DATA.
//! Eased count-up for the profile view counter.

use web_time::Instant;

use super::runner::AnimationRunner;
use crate::options::CounterOptions;

/// Where the count-up is in its single run.
#[derive(Debug, Clone)]
enum CounterPhase {
    /// Entry has not happened yet.
    Idle,
    /// Counting; ticks are driven by animation frames.
    Running(AnimationRunner),
    /// Settled on the target. Terminal.
    Finished,
}

/// Animates the view count from 0 to its target exactly once.
///
/// The value is `floor(ease(t) * target)` at every tick and is forced to
/// `target` when progress reaches 1. Once started the count-up cannot be
/// restarted or cancelled; only natural completion ends it.
#[derive(Debug, Clone)]
pub struct ViewCounter {
    options: CounterOptions,
    value: u32,
    /// Highest progress seen so far; out-of-order ticks never lower it.
    last_progress: f64,
    phase: CounterPhase,
}

impl ViewCounter {
    /// Idle counter at zero.
    #[must_use]
    pub fn new(options: &CounterOptions) -> Self {
        Self {
            options: options.clone(),
            value: 0,
            last_progress: 0.0,
            phase: CounterPhase::Idle,
        }
    }

    /// Start the count-up anchored at `now`.
    ///
    /// Returns `false` (and does nothing) if it already started.
    pub fn start(&mut self, now: Instant) -> bool {
        if !matches!(self.phase, CounterPhase::Idle) {
            return false;
        }
        self.phase = CounterPhase::Running(AnimationRunner::starting_at(
            now,
            self.options.duration(),
            self.options.easing,
            "view_counter",
        ));
        true
    }

    /// Advance to `now`. Returns `true` while another frame is wanted.
    pub fn tick(&mut self, now: Instant) -> bool {
        let CounterPhase::Running(runner) = &self.phase else {
            return false;
        };

        let progress = runner.progress(now).max(self.last_progress);
        self.last_progress = progress;

        if progress >= 1.0 {
            self.value = self.options.target;
            self.phase = CounterPhase::Finished;
            log::info!("view counter settled at {}", self.options.target);
            return false;
        }

        let eased = runner.eased(progress);
        let next = (eased * f64::from(self.options.target)).floor() as u32;
        self.value = next.clamp(self.value, self.options.target);
        true
    }

    /// Current displayed count.
    #[must_use]
    pub fn value(&self) -> u32 {
        self.value
    }

    /// Whether frames are still being consumed.
    #[must_use]
    pub fn is_running(&self) -> bool {
        matches!(self.phase, CounterPhase::Running(_))
    }

    /// Whether the count-up has settled on its target.
    #[must_use]
    pub fn is_finished(&self) -> bool {
        matches!(self.phase, CounterPhase::Finished)
    }
}

#[cfg(test)]
mod tests {
    use std::time::Duration;

    use super::*;

    fn expected(elapsed_ms: u64) -> u32 {
        let t = (elapsed_ms as f64 / 6000.0).min(1.0);
        ((1.0 - (1.0 - t).powi(4)) * 1488.0).floor() as u32
    }

    #[test]
    fn idle_counter_ignores_ticks() {
        let mut counter = ViewCounter::new(&CounterOptions::default());
        assert!(!counter.tick(Instant::now()));
        assert_eq!(counter.value(), 0);
        assert!(!counter.is_running());
    }

    #[test]
    fn follows_quartic_curve_at_every_sampled_instant() {
        let start = Instant::now();
        let mut counter = ViewCounter::new(&CounterOptions::default());
        assert!(counter.start(start));

        for ms in (0..6000).step_by(7) {
            assert!(counter.tick(start + Duration::from_millis(ms)));
            assert_eq!(counter.value(), expected(ms), "at {ms} ms");
        }
    }

    #[test]
    fn lands_exactly_on_target_and_stops() {
        let start = Instant::now();
        let mut counter = ViewCounter::new(&CounterOptions::default());
        assert!(counter.start(start));

        assert!(!counter.tick(start + Duration::from_millis(6000)));
        assert_eq!(counter.value(), 1488);
        assert!(counter.is_finished());

        // Finished is terminal.
        assert!(!counter.tick(start + Duration::from_millis(9000)));
        assert!(!counter.start(start + Duration::from_millis(9000)));
        assert_eq!(counter.value(), 1488);
    }

    #[test]
    fn late_first_frame_still_finishes() {
        let start = Instant::now();
        let mut counter = ViewCounter::new(&CounterOptions::default());
        assert!(counter.start(start));
        assert!(!counter.tick(start + Duration::from_secs(60)));
        assert_eq!(counter.value(), 1488);
    }

    #[test]
    fn out_of_order_tick_never_decreases() {
        let start = Instant::now();
        let mut counter = ViewCounter::new(&CounterOptions::default());
        assert!(counter.start(start));

        assert!(counter.tick(start + Duration::from_millis(3000)));
        let at_three = counter.value();
        assert!(counter.tick(start + Duration::from_millis(1000)));
        assert_eq!(counter.value(), at_three);
    }

    #[test]
    fn start_is_not_restartable() {
        let start = Instant::now();
        let mut counter = ViewCounter::new(&CounterOptions::default());
        assert!(counter.start(start));
        assert!(!counter.start(start + Duration::from_millis(500)));
        assert!(counter.tick(start + Duration::from_millis(1500)));
        assert_eq!(counter.value(), expected(1500));
    }
}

WHAT THIS TASK INVOLVES. Would you print all of the material above exactly as written?

SOLUTION FOR THIS PROBLEM.
//! Eased count-up for the profile view counter.

use web_time::Instant;

use super::runner::AnimationRunner;
use crate::options::CounterOptions;

/// Where the count-up is in its single run.
#[derive(Debug, Clone)]
enum CounterPhase {
    /// Entry has not happened yet.
    Idle,
    /// Counting; ticks are driven by animation frames.
    Running(AnimationRunner),
    /// Settled on the target. Terminal.
    Finished,
}

/// Animates the view count from 0 to its target exactly once.
///
/// The value is `floor(ease(t) * target)` at every tick and is forced to
/// `target` when progress reaches 1. Once started the count-up cannot be
/// restarted or cancelled; only natural completion ends it.
#[derive(Debug, Clone)]
pub struct ViewCounter {
    options: CounterOptions,
    value: u32,
    /// Highest progress seen so far; out-of-order ticks never lower it.
    last_progress: f64,
    phase: CounterPhase,
}

impl ViewCounter {
    /// Idle counter at zero.
    #[must_use]
    pub fn new(options: &CounterOptions) -> Self {
        Self {
            options: options.clone(),
            value: 0,
            last_progress: 0.0,
            phase: CounterPhase::Idle,
        }
    }

    /// Start the count-up anchored at `now`.
    ///
    /// Returns `false` (and does nothing) if it already started.
    pub fn start(&mut self, now: Instant) -> bool {
        if !matches!(self.phase, CounterPhase::Idle) {
            return false;
        }
        self.phase = CounterPhase::Running(AnimationRunner::starting_at(
            now,
            self.options.duration(),
            self.options.easing,
            "view_counter",
        ));
        true
    }

    /// Advance to `now`. Returns `true` while another frame is wanted.
    pub fn tick(&mut self, now: Instant) -> bool {
        let CounterPhase::Running(runner) = &self.phase else {
            return false;
        };

        let progress = runner.progress(now).max(self.last_progress);
        self.last_progress = progress;

        if progress >= 1.0 {
            self.value = self.options.target;
            self.phase = CounterPhase::Finished;
            log::info!("view counter settled at {}", self.options.target);
            return false;
        }

        let eased = runner.eased(progress);
        let next = (eased * f64::from(self.options.target)).floor() as u32;
        self.value = next.clamp(self.value, self.options.target);
        true
    }

    /// Current displayed count.
    #[must_use]
    pub fn value(&self) -> u32 {
        self.value
    }

    /// Whether frames are still being consumed.
    #[must_use]
    pub fn is_running(&self) -> bool {
        matches!(self.phase, CounterPhase::Running(_))
    }

    /// Whether the count-up has settled on its target.
    #[must_use]
    pub fn is_finished(&self) -> bool {
        matches!(self.phase, CounterPhase::Finished)
    }
}

#[cfg(test)]
mod tests {
    use std::time::Duration;

    use super::*;

    fn expected(elapsed_ms: u64) -> u32 {
        let t = (elapsed_ms as f64 / 6000.0).min(1.0);
        ((1.0 - (1.0 - t).powi(4)) * 1488.0).floor() as u32
    }

    #[test]
    fn idle_counter_ignores_ticks() {
        let mut counter = ViewCounter::new(&CounterOptions::default());
        assert!(!counter.tick(Instant::now()));
        assert_eq!(counter.value(), 0);
        assert!(!counter.is_running());
    }

    #[test]
    fn follows_quartic_curve_at_every_sampled_instant() {
        let start = Instant::now();
        let mut counter = ViewCounter::new(&CounterOptions::default());
        assert!(counter.start(start));

        for ms in (0..6000).step_by(7) {
            assert!(counter.tick(start + Duration::from_millis(ms)));
            assert_eq!(counter.value(), expected(ms), "at {ms} ms");
        }
    }

    #[test]
    fn lands_exactly_on_target_and_stops() {
        let start = Instant::now();
        let mut counter = ViewCounter::new(&CounterOptions::default());
        assert!(counter.start(start));

        assert!(!counter.tick(start + Duration::from_millis(6000)));
        assert_eq!(counter.value(), 1488);
        assert!(counter.is_finished());

        // Finished is terminal.
        assert!(!counter.tick(start + Duration::from_millis(9000)));
        assert!(!counter.start(start + Duration::from_millis(9000)));
        assert_eq!(counter.value(), 1488);
    }

    #[test]
    fn late_first_frame_still_finishes() {
        let start = Instant::now();
        let mut counter = ViewCounter::new(&CounterOptions::default());
        assert!(counter.start(start));
        assert!(!counter.tick(start + Duration::from_secs(60)));
        assert_eq!(counter.value(), 1488);
    }

    #[test]
    fn out_of_order_tick_never_decreases() {
        let start = Instant::now();
        let mut counter = ViewCounter::new(&CounterOptions::default());
        assert!(counter.start(start));

        assert!(counter.tick(start + Duration::from_millis(3000)));
        let at_three = counter.value();
        assert!(counter.tick(start + Duration::from_millis(1000)));
        assert_eq!(counter.value(), at_three);
    }

    #[test]
    fn start_is_not_restartable() {
        let start = Instant::now();
        let mut counter = ViewCounter::new(&CounterOptions::default());
        assert!(counter.start(start));
        assert!(!counter.start(start + Duration::from_millis(500)));
        assert!(counter.tick(start + Duration::from_millis(1500)));
        assert_eq!(counter.value(), expected(1500));
    }
}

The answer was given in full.